What Counts as Non-Disclosure and How It Voids Your Claim

Insurers investigate. Here is what they look for, what you must declare, and what the consequences are.

Insurance is a contract of utmost good faith. This legal principle places a higher duty of disclosure on the insured than in most other contracts.

What Must Be Declared

The Full Scope of Disclosure

You must declare any condition for which you consulted a doctor, received treatment, took medication, or had diagnostic tests done in the past 36 months. This includes conditions that were minor, borderline readings that required no medication, and conditions that have since resolved. Also declare smoking, alcohol, hazardous occupation, and any previous insurance proposals declined or loaded.

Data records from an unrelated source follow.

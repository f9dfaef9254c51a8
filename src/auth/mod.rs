/*!
 * # Authentication and Authorization Module
 *
 * JWT bearer authentication for the storefront API. Access and refresh
 * tokens are issued on registration and login; passwords are hashed with
 * Argon2. Handlers opt into authentication through the `AuthenticatedUser`
 * extractor, and into the staff-only surface through `StaffUser`.
 */

use argon2::{
    password_hash::{rand_core::OsRng, PasswordHash, PasswordHasher, PasswordVerifier, SaltString},
    Argon2,
};
use async_trait::async_trait;
use axum::{
    extract::FromRequestParts,
    http::{header, request::Parts},
};
use chrono::{Duration as ChronoDuration, Utc};
use jsonwebtoken::{decode, encode, Algorithm, DecodingKey, EncodingKey, Header, Validation};
use serde::{Deserialize, Serialize};
use std::time::Duration;
use thiserror::Error;
use utoipa::ToSchema;
use uuid::Uuid;

use crate::config::AppConfig;
use crate::entities::user;
use crate::errors::ServiceError;
use crate::AppState;

const TOKEN_USE_ACCESS: &str = "access";
const TOKEN_USE_REFRESH: &str = "refresh";

/// Claim structure for JWT tokens
#[derive(Debug, Serialize, Deserialize)]
pub struct Claims {
    pub sub: String,       // Subject (user ID)
    pub username: String,  // Login name, echoed for convenience
    pub is_staff: bool,    // Staff flag for the admin surface
    pub token_use: String, // "access" or "refresh"
    pub jti: String,       // JWT ID (unique identifier for this token)
    pub iat: i64,          // Issued at time
    pub exp: i64,          // Expiration time
    pub nbf: i64,          // Not valid before time
    pub iss: String,       // Issuer
    pub aud: String,       // Audience
}

/// Authentication configuration
#[derive(Clone, Debug)]
pub struct AuthConfig {
    pub jwt_secret: String,
    pub jwt_audience: String,
    pub jwt_issuer: String,
    pub access_token_expiration: Duration,
    pub refresh_token_expiration: Duration,
}

impl AuthConfig {
    pub fn new(
        jwt_secret: String,
        jwt_audience: String,
        jwt_issuer: String,
        access_token_expiration: Duration,
        refresh_token_expiration: Duration,
    ) -> Self {
        Self {
            jwt_secret,
            jwt_audience,
            jwt_issuer,
            access_token_expiration,
            refresh_token_expiration,
        }
    }

    pub fn from_app_config(cfg: &AppConfig) -> Self {
        Self {
            jwt_secret: cfg.jwt_secret.clone(),
            jwt_audience: cfg.auth_audience.clone(),
            jwt_issuer: cfg.auth_issuer.clone(),
            access_token_expiration: Duration::from_secs(cfg.jwt_expiration as u64),
            refresh_token_expiration: Duration::from_secs(cfg.refresh_token_expiration as u64),
        }
    }
}

/// Access/refresh token pair returned by login, register, and refresh
#[derive(Debug, Serialize, Deserialize, ToSchema)]
pub struct TokenPair {
    pub access_token: String,
    pub refresh_token: String,
    pub token_type: String,
    pub expires_in: i64,
    pub refresh_expires_in: i64,
}

#[derive(Debug, Error)]
pub enum AuthError {
    #[error("Missing credentials")]
    MissingCredentials,
    #[error("Wrong credentials")]
    WrongCredentials,
    #[error("Account is inactive")]
    UserInactive,
    #[error("Invalid token")]
    InvalidToken,
    #[error("Token expired")]
    TokenExpired,
    #[error("Token creation failed: {0}")]
    TokenCreation(String),
    #[error("Password hashing failed: {0}")]
    PasswordHash(String),
    #[error("Internal error: {0}")]
    InternalError(String),
}

impl From<AuthError> for ServiceError {
    fn from(err: AuthError) -> Self {
        match err {
            AuthError::MissingCredentials => {
                ServiceError::Unauthorized("Missing credentials".into())
            }
            AuthError::WrongCredentials => ServiceError::Unauthorized("Wrong credentials".into()),
            AuthError::UserInactive => ServiceError::Unauthorized("Account is inactive".into()),
            AuthError::InvalidToken => ServiceError::JwtError("Invalid token".into()),
            AuthError::TokenExpired => ServiceError::JwtError("Token expired".into()),
            AuthError::TokenCreation(msg) => ServiceError::JwtError(msg),
            AuthError::PasswordHash(msg) => ServiceError::HashError(msg),
            AuthError::InternalError(msg) => ServiceError::InternalError(msg),
        }
    }
}

/// Authentication service that handles token issuance and validation
#[derive(Debug, Clone)]
pub struct AuthService {
    pub config: AuthConfig,
}

impl AuthService {
    /// Create a new authentication service
    pub fn new(config: AuthConfig) -> Self {
        Self { config }
    }

    /// Generate an access/refresh token pair for a user
    pub fn generate_token_pair(&self, account: &user::Model) -> Result<TokenPair, AuthError> {
        let now = Utc::now();
        let access_exp = now
            + ChronoDuration::from_std(self.config.access_token_expiration)
                .map_err(|_| AuthError::InternalError("Invalid token duration".to_string()))?;
        let refresh_exp = now
            + ChronoDuration::from_std(self.config.refresh_token_expiration)
                .map_err(|_| AuthError::InternalError("Invalid token duration".to_string()))?;

        let access_claims = self.claims_for(account, TOKEN_USE_ACCESS, now.timestamp(), access_exp.timestamp());
        let refresh_claims =
            self.claims_for(account, TOKEN_USE_REFRESH, now.timestamp(), refresh_exp.timestamp());

        let key = EncodingKey::from_secret(self.config.jwt_secret.as_bytes());
        let header = Header::new(Algorithm::HS256);

        let access_token = encode(&header, &access_claims, &key)
            .map_err(|e| AuthError::TokenCreation(e.to_string()))?;
        let refresh_token = encode(&header, &refresh_claims, &key)
            .map_err(|e| AuthError::TokenCreation(e.to_string()))?;

        Ok(TokenPair {
            access_token,
            refresh_token,
            token_type: "Bearer".to_string(),
            expires_in: self.config.access_token_expiration.as_secs() as i64,
            refresh_expires_in: self.config.refresh_token_expiration.as_secs() as i64,
        })
    }

    fn claims_for(&self, account: &user::Model, token_use: &str, iat: i64, exp: i64) -> Claims {
        Claims {
            sub: account.id.to_string(),
            username: account.username.clone(),
            is_staff: account.is_staff,
            token_use: token_use.to_string(),
            jti: Uuid::new_v4().to_string(),
            iat,
            exp,
            nbf: iat,
            iss: self.config.jwt_issuer.clone(),
            aud: self.config.jwt_audience.clone(),
        }
    }

    /// Validate a JWT token and extract the claims
    pub fn validate_token(&self, token: &str) -> Result<Claims, AuthError> {
        let claims = decode::<Claims>(
            token,
            &DecodingKey::from_secret(self.config.jwt_secret.as_bytes()),
            &Validation::new(Algorithm::HS256),
        )
        .map_err(|e| match e.kind() {
            jsonwebtoken::errors::ErrorKind::ExpiredSignature => AuthError::TokenExpired,
            _ => AuthError::InvalidToken,
        })?
        .claims;

        Ok(claims)
    }

    /// Validate an access token specifically (rejects refresh tokens)
    pub fn validate_access_token(&self, token: &str) -> Result<Claims, AuthError> {
        let claims = self.validate_token(token)?;
        if claims.token_use != TOKEN_USE_ACCESS {
            return Err(AuthError::InvalidToken);
        }
        Ok(claims)
    }

    /// Validate a refresh token specifically (rejects access tokens)
    pub fn validate_refresh_token(&self, token: &str) -> Result<Claims, AuthError> {
        let claims = self.validate_token(token)?;
        if claims.token_use != TOKEN_USE_REFRESH {
            return Err(AuthError::InvalidToken);
        }
        Ok(claims)
    }
}

/// Hash a password with Argon2 using a fresh random salt
pub fn hash_password(password: &str) -> Result<String, AuthError> {
    let salt = SaltString::generate(&mut OsRng);
    Argon2::default()
        .hash_password(password.as_bytes(), &salt)
        .map(|hash| hash.to_string())
        .map_err(|e| AuthError::PasswordHash(e.to_string()))
}

/// Verify a password against a stored Argon2 hash
pub fn verify_password(password: &str, stored_hash: &str) -> Result<bool, AuthError> {
    let parsed = PasswordHash::new(stored_hash).map_err(|e| AuthError::PasswordHash(e.to_string()))?;
    Ok(Argon2::default()
        .verify_password(password.as_bytes(), &parsed)
        .is_ok())
}

/// Authenticated caller extracted from the bearer token
#[derive(Debug, Clone, Serialize)]
pub struct AuthenticatedUser {
    pub user_id: i64,
    pub username: String,
    pub is_staff: bool,
}

#[async_trait]
impl FromRequestParts<AppState> for AuthenticatedUser {
    type Rejection = ServiceError;

    async fn from_request_parts(
        parts: &mut Parts,
        state: &AppState,
    ) -> Result<Self, Self::Rejection> {
        let header_value = parts
            .headers
            .get(header::AUTHORIZATION)
            .and_then(|value| value.to_str().ok())
            .ok_or(AuthError::MissingCredentials)?;

        let token = header_value
            .strip_prefix("Bearer ")
            .ok_or(AuthError::MissingCredentials)?;

        let claims = state.auth.validate_access_token(token)?;
        let user_id = claims
            .sub
            .parse::<i64>()
            .map_err(|_| AuthError::InvalidToken)?;

        Ok(AuthenticatedUser {
            user_id,
            username: claims.username,
            is_staff: claims.is_staff,
        })
    }
}

/// Authenticated caller with the staff flag, required for the admin surface
#[derive(Debug, Clone, Serialize)]
pub struct StaffUser(pub AuthenticatedUser);

#[async_trait]
impl FromRequestParts<AppState> for StaffUser {
    type Rejection = ServiceError;

    async fn from_request_parts(
        parts: &mut Parts,
        state: &AppState,
    ) -> Result<Self, Self::Rejection> {
        let user = AuthenticatedUser::from_request_parts(parts, state).await?;
        if !user.is_staff {
            return Err(ServiceError::Forbidden("Staff access required".into()));
        }
        Ok(StaffUser(user))
    }
}

#[cfg(test)]
mod tests {
    use super::*;
    use chrono::Utc;

    fn test_service() -> AuthService {
        AuthService::new(AuthConfig::new(
            "unit_test_secret_key_that_is_long_enough_for_hs256_token_signing".into(),
            "techstore-auth".into(),
            "techstore-api".into(),
            Duration::from_secs(3600),
            Duration::from_secs(86_400),
        ))
    }

    fn test_account(is_staff: bool) -> user::Model {
        user::Model {
            id: 42,
            username: "erika".into(),
            email: "erika@example.com".into(),
            password_hash: String::new(),
            first_name: None,
            last_name: None,
            address: None,
            phone: None,
            is_active: true,
            is_staff,
            is_superuser: false,
            date_joined: Utc::now(),
            last_login: None,
        }
    }

    #[test]
    fn token_pair_round_trips() {
        let service = test_service();
        let pair = service.generate_token_pair(&test_account(false)).unwrap();

        let claims = service.validate_access_token(&pair.access_token).unwrap();
        assert_eq!(claims.sub, "42");
        assert_eq!(claims.username, "erika");
        assert!(!claims.is_staff);
        assert_eq!(claims.token_use, "access");
    }

    #[test]
    fn refresh_token_is_not_an_access_token() {
        let service = test_service();
        let pair = service.generate_token_pair(&test_account(false)).unwrap();

        assert!(service.validate_access_token(&pair.refresh_token).is_err());
        assert!(service.validate_refresh_token(&pair.refresh_token).is_ok());
        assert!(service.validate_refresh_token(&pair.access_token).is_err());
    }

    #[test]
    fn staff_flag_survives_the_round_trip() {
        let service = test_service();
        let pair = service.generate_token_pair(&test_account(true)).unwrap();
        let claims = service.validate_access_token(&pair.access_token).unwrap();
        assert!(claims.is_staff);
    }

    #[test]
    fn tampered_token_is_rejected() {
        let service = test_service();
        let pair = service.generate_token_pair(&test_account(false)).unwrap();
        let mut tampered = pair.access_token.clone();
        tampered.push('x');
        assert!(service.validate_token(&tampered).is_err());
    }

    #[test]
    fn token_signed_with_other_secret_is_rejected() {
        let service = test_service();
        let other = AuthService::new(AuthConfig::new(
            "a_completely_different_secret_key_also_long_enough_for_signing_1".into(),
            "techstore-auth".into(),
            "techstore-api".into(),
            Duration::from_secs(3600),
            Duration::from_secs(86_400),
        ));
        let pair = other.generate_token_pair(&test_account(false)).unwrap();
        assert!(service.validate_token(&pair.access_token).is_err());
    }

    #[test]
    fn password_hash_round_trip() {
        let hash = hash_password("s3cret-pass").unwrap();
        assert!(verify_password("s3cret-pass", &hash).unwrap());
        assert!(!verify_password("wrong-pass", &hash).unwrap());
    }

    #[test]
    fn password_hashes_are_salted() {
        let first = hash_password("same-input").unwrap();
        let second = hash_password("same-input").unwrap();
        assert_ne!(first, second);
    }
}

Rule of thumb: If you are unsure whether to declare something, declare it. The worst outcome of full disclosure is a slightly higher premium. The worst outcome of non-disclosure is a voided policy with no refund.
How Insurers Investigate

What They Check During Claim Processing

For significant claims, insurers investigate: hospital records from all facilities visited, pharmacy purchase databases, diagnostic lab records, shared industry claim history databases, and publicly available social media profiles.

Social media: It is legally permissible for insurers to review publicly available information. Photos inconsistent with a claimed injury have been used as grounds for repudiation.
Consequences

What Happens When Non-Disclosure Is Found

If non-disclosure is established, the insurer can repudiate the specific claim, void the entire policy from inception with forfeiture of all premiums paid, and in fraud cases pursue legal action for recovery of claims already paid.

After 5 years: The moratorium period protects you after 60 continuous months of coverage. Post-moratorium, insurers can only repudiate on grounds of established fraud.